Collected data

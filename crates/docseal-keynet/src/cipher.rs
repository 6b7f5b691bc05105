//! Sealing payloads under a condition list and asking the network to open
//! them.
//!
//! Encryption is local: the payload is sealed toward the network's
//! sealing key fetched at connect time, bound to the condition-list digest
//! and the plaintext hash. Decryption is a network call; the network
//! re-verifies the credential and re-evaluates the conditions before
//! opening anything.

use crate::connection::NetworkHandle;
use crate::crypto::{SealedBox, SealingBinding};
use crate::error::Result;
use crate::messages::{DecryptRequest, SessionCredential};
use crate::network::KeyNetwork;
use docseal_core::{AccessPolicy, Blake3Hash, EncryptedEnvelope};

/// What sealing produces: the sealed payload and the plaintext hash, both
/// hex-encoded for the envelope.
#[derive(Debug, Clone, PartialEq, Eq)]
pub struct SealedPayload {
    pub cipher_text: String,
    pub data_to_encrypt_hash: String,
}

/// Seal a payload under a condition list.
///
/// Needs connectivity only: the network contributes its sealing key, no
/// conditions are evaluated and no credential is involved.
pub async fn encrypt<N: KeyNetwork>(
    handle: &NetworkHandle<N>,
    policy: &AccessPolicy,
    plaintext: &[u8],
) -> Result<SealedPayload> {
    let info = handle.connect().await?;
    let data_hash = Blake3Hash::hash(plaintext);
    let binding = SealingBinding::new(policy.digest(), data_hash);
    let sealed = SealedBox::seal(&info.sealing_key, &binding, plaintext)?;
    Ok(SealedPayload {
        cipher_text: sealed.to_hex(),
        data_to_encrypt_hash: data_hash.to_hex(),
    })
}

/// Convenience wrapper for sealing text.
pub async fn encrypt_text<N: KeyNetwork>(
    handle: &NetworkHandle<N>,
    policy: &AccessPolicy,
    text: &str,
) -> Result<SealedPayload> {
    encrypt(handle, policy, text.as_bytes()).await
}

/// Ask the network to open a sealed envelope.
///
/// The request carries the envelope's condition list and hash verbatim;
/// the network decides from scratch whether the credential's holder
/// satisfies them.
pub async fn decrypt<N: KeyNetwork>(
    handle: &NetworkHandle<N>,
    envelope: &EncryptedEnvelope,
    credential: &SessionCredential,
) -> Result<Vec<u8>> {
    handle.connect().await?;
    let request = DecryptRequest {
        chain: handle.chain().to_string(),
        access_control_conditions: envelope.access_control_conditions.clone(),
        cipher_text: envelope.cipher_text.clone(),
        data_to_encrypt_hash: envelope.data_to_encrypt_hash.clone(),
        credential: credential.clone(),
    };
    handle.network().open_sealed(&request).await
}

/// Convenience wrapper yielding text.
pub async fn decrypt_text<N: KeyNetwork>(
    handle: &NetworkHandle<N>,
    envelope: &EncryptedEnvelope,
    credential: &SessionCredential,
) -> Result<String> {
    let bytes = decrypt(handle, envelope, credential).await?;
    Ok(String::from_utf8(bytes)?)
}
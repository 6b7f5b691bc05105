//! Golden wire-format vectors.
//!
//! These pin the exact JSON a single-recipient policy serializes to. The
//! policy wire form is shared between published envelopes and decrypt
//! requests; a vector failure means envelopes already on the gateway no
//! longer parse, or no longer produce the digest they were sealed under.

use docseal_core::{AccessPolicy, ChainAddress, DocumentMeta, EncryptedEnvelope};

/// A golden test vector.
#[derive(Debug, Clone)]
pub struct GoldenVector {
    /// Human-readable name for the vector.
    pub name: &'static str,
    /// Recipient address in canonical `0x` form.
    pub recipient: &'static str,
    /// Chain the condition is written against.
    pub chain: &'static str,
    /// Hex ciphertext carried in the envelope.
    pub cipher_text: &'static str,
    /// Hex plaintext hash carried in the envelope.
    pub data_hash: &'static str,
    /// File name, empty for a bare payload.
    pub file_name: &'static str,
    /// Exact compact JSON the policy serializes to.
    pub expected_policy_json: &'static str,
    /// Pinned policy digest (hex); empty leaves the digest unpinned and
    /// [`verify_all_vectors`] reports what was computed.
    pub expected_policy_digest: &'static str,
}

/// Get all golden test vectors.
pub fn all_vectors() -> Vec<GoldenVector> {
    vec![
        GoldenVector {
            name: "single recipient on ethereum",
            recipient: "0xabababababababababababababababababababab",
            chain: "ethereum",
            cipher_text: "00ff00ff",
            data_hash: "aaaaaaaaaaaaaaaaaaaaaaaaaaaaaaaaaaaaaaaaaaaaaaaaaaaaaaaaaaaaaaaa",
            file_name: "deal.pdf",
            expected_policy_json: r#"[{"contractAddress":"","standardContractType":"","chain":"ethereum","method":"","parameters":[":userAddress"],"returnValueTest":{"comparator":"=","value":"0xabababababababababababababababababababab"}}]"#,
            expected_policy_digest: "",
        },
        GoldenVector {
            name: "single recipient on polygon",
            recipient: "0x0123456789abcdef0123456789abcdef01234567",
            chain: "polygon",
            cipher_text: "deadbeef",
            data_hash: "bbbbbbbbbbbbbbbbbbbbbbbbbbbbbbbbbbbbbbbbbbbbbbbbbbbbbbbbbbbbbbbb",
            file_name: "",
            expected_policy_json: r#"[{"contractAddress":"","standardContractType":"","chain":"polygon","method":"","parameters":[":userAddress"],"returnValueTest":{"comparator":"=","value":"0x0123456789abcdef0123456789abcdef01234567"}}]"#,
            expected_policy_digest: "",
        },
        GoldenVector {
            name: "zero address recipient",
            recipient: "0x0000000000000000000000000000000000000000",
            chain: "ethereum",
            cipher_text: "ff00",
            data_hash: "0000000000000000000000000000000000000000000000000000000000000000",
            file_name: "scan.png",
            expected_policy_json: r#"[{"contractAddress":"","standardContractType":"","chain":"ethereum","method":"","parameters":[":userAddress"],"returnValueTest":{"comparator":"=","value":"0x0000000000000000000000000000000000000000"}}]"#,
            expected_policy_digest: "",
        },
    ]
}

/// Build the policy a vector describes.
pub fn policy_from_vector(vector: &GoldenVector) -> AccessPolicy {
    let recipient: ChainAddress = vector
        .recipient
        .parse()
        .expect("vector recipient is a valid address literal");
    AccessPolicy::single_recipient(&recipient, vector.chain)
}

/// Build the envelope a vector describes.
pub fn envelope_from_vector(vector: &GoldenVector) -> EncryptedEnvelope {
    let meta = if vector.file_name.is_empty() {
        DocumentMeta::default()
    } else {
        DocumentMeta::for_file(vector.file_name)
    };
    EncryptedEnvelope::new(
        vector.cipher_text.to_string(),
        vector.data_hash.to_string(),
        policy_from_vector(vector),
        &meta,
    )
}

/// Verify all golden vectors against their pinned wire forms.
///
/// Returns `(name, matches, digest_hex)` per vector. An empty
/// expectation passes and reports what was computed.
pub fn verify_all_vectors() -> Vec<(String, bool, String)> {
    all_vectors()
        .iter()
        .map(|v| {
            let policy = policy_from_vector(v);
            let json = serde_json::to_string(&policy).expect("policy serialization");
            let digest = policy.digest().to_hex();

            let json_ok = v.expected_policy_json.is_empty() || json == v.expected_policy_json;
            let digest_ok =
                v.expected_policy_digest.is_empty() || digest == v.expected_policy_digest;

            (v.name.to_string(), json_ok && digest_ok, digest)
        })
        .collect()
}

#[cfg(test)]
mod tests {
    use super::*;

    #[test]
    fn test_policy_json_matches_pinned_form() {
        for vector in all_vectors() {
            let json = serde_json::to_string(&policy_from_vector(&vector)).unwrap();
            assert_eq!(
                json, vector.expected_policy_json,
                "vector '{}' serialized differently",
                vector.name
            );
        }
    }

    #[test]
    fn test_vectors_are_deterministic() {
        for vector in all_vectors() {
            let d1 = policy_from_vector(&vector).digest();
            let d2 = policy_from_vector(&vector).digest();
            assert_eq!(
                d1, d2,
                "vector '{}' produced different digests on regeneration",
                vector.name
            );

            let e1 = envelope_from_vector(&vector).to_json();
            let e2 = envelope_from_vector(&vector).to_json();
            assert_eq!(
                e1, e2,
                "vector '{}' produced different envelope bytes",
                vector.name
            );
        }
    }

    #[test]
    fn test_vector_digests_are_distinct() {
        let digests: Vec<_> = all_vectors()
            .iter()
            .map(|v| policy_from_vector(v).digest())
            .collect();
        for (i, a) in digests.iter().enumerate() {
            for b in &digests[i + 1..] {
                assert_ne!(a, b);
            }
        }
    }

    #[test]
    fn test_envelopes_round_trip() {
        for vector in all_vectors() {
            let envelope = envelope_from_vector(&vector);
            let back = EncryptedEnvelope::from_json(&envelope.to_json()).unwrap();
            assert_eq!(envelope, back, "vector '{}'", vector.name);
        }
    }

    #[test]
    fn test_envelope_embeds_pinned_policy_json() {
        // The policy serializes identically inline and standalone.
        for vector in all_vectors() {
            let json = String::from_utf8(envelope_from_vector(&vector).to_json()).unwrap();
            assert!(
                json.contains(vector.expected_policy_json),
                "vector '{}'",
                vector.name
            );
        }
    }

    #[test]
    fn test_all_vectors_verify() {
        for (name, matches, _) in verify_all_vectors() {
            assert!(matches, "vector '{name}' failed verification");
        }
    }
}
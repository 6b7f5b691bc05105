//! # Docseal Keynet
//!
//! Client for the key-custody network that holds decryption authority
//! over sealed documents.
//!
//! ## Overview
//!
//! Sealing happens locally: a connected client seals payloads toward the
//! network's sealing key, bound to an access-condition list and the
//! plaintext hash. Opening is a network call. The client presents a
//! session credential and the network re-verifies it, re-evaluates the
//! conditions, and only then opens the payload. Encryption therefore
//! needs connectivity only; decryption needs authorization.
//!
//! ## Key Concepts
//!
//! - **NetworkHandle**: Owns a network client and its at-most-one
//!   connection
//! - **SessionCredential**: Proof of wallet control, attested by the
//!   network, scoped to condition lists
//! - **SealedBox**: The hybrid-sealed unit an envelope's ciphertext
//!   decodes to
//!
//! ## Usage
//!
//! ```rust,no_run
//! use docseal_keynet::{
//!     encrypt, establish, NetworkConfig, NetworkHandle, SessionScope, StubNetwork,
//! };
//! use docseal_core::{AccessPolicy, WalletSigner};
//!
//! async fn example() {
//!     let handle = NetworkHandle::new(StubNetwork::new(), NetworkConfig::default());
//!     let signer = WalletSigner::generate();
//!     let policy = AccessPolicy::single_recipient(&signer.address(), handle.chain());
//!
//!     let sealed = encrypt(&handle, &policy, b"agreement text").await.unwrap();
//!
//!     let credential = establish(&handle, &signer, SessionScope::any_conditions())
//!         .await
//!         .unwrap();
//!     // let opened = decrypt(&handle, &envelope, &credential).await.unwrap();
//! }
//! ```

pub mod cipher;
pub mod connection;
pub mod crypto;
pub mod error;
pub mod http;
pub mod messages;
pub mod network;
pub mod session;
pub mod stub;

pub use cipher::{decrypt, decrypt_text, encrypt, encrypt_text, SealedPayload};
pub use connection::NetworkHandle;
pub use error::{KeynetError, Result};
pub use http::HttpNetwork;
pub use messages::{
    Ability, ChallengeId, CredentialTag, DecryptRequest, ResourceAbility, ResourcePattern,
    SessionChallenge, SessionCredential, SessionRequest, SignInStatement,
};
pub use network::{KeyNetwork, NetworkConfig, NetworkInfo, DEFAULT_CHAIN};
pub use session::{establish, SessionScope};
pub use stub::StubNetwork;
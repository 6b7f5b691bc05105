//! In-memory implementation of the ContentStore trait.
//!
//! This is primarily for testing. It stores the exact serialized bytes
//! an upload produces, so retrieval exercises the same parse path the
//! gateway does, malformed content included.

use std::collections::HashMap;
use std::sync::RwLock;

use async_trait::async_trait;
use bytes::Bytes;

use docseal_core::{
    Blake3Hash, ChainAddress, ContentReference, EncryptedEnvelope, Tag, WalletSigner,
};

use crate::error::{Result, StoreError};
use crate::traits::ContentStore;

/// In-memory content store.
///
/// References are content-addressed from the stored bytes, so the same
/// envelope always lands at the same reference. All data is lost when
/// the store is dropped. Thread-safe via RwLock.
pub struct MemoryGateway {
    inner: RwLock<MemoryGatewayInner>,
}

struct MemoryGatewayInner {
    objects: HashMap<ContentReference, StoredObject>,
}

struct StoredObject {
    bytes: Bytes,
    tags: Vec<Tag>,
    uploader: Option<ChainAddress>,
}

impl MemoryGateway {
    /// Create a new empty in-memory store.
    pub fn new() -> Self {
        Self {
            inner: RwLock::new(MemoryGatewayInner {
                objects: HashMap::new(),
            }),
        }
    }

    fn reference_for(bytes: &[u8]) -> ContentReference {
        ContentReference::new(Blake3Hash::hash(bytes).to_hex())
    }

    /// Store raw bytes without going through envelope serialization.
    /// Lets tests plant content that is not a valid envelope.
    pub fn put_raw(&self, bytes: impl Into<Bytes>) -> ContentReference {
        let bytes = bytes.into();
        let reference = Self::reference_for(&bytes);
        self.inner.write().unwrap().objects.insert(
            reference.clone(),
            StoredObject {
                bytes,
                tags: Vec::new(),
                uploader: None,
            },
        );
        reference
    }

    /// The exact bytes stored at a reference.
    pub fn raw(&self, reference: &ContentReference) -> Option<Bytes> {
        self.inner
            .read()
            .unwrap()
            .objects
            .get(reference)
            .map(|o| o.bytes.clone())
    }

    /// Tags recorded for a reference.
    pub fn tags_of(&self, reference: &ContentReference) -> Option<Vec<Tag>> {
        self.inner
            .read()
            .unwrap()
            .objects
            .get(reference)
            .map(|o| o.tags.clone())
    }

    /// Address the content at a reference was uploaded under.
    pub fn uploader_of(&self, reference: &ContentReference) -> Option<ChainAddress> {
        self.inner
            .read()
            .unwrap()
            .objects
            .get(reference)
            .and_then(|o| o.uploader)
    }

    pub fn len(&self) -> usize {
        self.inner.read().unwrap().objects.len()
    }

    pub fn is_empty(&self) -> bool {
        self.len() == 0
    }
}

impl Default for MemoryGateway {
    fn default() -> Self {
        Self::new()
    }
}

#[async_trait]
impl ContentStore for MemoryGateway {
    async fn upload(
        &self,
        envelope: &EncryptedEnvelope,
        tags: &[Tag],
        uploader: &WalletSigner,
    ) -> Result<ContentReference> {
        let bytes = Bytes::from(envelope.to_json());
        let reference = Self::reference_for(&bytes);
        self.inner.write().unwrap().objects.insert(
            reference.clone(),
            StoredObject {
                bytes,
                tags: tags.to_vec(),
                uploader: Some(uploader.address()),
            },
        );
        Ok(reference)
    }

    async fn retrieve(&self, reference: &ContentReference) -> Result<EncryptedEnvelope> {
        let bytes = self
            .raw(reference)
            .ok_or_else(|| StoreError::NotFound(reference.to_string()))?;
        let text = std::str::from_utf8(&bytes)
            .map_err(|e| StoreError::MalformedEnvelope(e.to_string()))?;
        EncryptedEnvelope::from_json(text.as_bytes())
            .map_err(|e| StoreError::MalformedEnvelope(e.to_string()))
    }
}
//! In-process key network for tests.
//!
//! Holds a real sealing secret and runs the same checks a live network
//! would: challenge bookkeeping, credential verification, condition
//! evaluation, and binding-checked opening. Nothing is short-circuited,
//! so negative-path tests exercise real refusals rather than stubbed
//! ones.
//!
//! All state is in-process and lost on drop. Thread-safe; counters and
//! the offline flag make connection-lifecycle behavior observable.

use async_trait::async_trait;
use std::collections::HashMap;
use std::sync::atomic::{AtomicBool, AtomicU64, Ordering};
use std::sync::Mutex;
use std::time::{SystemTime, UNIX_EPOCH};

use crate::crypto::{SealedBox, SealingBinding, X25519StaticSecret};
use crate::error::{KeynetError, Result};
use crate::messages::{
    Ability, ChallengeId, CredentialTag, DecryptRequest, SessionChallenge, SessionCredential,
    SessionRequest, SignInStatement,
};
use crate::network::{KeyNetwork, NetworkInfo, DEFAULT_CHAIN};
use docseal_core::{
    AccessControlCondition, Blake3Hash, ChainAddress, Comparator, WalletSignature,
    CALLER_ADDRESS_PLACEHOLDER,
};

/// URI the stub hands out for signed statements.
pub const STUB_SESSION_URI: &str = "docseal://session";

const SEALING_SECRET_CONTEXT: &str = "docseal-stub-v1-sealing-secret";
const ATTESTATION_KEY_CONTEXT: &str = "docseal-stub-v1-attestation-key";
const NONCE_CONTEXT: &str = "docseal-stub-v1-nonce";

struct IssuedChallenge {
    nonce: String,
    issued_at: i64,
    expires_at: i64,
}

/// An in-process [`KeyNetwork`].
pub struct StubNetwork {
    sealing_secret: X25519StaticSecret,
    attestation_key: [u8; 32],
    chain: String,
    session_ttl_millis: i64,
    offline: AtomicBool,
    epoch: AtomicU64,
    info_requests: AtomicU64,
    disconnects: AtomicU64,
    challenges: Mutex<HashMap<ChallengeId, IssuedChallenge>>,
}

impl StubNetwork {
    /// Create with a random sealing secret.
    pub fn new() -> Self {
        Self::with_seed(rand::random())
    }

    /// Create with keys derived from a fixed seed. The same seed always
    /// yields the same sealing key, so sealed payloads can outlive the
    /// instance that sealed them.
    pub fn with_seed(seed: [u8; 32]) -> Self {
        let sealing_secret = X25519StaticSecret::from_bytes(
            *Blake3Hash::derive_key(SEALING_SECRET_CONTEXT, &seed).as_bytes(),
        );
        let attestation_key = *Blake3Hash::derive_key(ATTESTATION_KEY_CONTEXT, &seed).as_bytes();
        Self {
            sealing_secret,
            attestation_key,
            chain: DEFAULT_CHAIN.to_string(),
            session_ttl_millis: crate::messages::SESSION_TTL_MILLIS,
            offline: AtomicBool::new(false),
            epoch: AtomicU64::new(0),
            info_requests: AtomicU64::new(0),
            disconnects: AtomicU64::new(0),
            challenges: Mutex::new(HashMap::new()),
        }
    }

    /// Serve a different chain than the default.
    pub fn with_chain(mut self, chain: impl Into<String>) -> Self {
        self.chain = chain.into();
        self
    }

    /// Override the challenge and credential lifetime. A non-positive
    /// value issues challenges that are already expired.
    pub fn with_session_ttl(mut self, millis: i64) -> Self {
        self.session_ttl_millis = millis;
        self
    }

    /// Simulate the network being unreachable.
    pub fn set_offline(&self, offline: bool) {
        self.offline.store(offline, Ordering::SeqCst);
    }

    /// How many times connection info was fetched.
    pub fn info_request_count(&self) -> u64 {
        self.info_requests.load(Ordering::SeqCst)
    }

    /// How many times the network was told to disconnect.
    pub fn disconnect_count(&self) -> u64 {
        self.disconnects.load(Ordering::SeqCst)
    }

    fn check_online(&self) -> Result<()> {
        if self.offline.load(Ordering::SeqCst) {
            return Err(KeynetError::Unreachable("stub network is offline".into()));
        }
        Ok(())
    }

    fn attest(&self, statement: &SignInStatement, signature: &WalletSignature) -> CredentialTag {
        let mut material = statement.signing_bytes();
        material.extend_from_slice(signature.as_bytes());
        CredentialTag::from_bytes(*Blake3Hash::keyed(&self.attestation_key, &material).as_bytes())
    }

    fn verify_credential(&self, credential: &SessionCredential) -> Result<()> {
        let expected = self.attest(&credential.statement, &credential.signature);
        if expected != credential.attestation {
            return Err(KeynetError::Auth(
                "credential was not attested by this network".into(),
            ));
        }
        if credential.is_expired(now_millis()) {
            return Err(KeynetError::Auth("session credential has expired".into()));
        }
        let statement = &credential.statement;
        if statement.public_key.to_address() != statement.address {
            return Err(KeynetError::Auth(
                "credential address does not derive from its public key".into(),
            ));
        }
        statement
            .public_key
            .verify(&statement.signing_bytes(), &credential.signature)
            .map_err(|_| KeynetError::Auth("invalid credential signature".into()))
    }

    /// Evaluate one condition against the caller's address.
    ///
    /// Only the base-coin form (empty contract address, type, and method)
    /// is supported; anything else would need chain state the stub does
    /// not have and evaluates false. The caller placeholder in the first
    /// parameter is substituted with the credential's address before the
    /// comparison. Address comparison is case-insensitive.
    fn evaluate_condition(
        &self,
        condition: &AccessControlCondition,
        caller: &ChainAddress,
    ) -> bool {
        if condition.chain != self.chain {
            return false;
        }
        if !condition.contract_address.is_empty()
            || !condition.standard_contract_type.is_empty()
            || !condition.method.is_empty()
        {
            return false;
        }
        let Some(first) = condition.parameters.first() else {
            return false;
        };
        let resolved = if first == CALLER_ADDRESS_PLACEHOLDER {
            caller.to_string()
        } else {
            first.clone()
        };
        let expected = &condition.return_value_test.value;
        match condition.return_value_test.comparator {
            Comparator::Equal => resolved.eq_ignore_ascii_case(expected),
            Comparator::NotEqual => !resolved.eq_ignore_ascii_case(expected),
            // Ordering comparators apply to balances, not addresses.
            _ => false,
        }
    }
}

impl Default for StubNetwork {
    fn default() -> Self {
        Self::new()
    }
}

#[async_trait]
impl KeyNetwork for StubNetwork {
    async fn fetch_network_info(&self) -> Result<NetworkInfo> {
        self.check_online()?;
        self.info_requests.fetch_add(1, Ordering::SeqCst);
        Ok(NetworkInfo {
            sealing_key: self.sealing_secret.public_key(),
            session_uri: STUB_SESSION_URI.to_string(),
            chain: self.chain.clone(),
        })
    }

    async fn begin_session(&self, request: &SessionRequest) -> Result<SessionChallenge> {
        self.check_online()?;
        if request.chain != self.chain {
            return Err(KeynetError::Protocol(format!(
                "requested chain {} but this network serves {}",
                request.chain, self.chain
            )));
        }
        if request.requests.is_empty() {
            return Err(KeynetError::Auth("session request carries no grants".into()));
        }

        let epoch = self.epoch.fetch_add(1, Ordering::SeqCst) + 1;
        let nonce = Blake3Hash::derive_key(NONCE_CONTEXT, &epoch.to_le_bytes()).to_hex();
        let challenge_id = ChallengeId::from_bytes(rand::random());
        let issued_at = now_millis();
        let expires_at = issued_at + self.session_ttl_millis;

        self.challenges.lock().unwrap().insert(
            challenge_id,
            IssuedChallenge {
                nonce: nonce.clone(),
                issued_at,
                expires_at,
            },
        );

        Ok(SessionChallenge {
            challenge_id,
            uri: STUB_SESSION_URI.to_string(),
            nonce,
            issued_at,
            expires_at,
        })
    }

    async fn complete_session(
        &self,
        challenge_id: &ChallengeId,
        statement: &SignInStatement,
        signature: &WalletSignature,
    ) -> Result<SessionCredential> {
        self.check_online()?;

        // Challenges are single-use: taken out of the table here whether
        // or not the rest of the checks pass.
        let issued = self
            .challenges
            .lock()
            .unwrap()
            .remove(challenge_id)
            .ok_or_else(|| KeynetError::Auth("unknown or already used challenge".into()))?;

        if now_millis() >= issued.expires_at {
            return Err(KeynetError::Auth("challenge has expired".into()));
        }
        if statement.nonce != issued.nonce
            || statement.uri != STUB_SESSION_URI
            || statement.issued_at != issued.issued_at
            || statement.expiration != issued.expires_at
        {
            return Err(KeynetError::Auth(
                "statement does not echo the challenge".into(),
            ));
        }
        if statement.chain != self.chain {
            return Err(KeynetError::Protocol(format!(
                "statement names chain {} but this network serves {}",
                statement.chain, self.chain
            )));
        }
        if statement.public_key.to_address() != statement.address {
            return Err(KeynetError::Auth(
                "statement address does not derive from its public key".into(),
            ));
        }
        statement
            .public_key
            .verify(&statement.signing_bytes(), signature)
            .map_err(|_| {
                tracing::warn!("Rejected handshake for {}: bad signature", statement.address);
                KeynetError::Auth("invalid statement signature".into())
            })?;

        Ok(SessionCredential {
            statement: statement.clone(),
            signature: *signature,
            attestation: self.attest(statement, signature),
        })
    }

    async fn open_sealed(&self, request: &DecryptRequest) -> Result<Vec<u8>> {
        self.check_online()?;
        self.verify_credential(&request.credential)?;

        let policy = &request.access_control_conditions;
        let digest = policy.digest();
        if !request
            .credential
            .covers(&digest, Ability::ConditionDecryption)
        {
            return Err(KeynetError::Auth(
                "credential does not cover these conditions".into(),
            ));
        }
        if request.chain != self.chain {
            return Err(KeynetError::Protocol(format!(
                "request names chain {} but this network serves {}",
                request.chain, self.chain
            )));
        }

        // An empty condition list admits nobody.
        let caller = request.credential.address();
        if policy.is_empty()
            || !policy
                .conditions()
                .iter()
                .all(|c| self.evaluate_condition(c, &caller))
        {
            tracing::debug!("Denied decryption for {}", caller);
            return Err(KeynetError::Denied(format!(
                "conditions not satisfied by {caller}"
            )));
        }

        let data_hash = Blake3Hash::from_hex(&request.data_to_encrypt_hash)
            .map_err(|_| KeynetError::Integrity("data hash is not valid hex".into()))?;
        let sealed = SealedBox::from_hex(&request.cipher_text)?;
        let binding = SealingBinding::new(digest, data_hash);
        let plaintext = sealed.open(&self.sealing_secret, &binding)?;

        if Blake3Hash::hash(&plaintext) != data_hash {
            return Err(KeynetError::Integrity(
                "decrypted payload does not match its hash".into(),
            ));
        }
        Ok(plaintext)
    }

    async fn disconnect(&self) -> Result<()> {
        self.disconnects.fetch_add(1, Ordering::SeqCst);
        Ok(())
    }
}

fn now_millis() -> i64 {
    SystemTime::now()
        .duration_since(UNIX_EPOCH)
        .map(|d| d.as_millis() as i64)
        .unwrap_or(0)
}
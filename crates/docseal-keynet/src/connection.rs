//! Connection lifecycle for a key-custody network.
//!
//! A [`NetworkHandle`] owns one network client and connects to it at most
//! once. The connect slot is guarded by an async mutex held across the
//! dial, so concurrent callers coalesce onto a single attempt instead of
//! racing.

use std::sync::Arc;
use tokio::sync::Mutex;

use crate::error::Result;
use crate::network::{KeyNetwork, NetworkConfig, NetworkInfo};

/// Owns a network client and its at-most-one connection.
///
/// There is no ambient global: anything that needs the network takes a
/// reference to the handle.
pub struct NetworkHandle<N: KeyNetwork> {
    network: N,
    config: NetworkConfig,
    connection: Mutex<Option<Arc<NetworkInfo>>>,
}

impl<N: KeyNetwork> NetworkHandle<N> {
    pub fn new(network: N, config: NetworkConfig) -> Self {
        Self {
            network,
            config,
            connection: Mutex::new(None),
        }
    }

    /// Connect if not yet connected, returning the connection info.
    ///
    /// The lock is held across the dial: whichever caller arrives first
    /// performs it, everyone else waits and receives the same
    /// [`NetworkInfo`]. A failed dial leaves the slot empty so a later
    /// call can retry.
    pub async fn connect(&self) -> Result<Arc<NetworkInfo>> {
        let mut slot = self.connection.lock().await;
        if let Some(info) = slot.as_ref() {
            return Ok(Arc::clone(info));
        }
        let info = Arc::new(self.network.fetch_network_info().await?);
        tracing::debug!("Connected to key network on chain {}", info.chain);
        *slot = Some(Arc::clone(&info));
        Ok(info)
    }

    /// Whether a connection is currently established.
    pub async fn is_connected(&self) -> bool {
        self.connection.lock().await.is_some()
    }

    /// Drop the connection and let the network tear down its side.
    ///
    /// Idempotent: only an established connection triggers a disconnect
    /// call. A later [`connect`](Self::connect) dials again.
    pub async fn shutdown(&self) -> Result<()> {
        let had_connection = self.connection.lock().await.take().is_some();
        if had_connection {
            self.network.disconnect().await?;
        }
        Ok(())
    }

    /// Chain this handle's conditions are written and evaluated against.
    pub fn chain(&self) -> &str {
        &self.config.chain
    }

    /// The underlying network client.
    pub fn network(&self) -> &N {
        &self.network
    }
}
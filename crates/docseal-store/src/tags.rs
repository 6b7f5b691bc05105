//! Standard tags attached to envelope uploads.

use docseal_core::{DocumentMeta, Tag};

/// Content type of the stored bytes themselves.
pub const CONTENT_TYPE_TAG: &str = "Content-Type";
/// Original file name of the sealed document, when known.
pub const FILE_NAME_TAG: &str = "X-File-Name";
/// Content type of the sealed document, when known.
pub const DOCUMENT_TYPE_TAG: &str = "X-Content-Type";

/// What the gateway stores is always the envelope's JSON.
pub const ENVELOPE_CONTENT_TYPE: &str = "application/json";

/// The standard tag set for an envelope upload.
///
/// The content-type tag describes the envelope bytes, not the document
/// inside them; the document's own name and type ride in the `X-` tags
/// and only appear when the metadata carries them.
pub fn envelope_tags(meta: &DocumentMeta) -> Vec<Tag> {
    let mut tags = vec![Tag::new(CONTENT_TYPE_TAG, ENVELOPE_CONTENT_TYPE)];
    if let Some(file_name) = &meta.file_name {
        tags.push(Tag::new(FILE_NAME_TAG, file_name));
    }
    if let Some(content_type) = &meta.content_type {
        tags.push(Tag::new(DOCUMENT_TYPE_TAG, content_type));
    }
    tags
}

AIM OF THE TASK: Show all lines above holding "many".

OUTPUT OF THE TASK:
    /// How many times connection info was fetched.
    /// How many times the network was told to disconnect.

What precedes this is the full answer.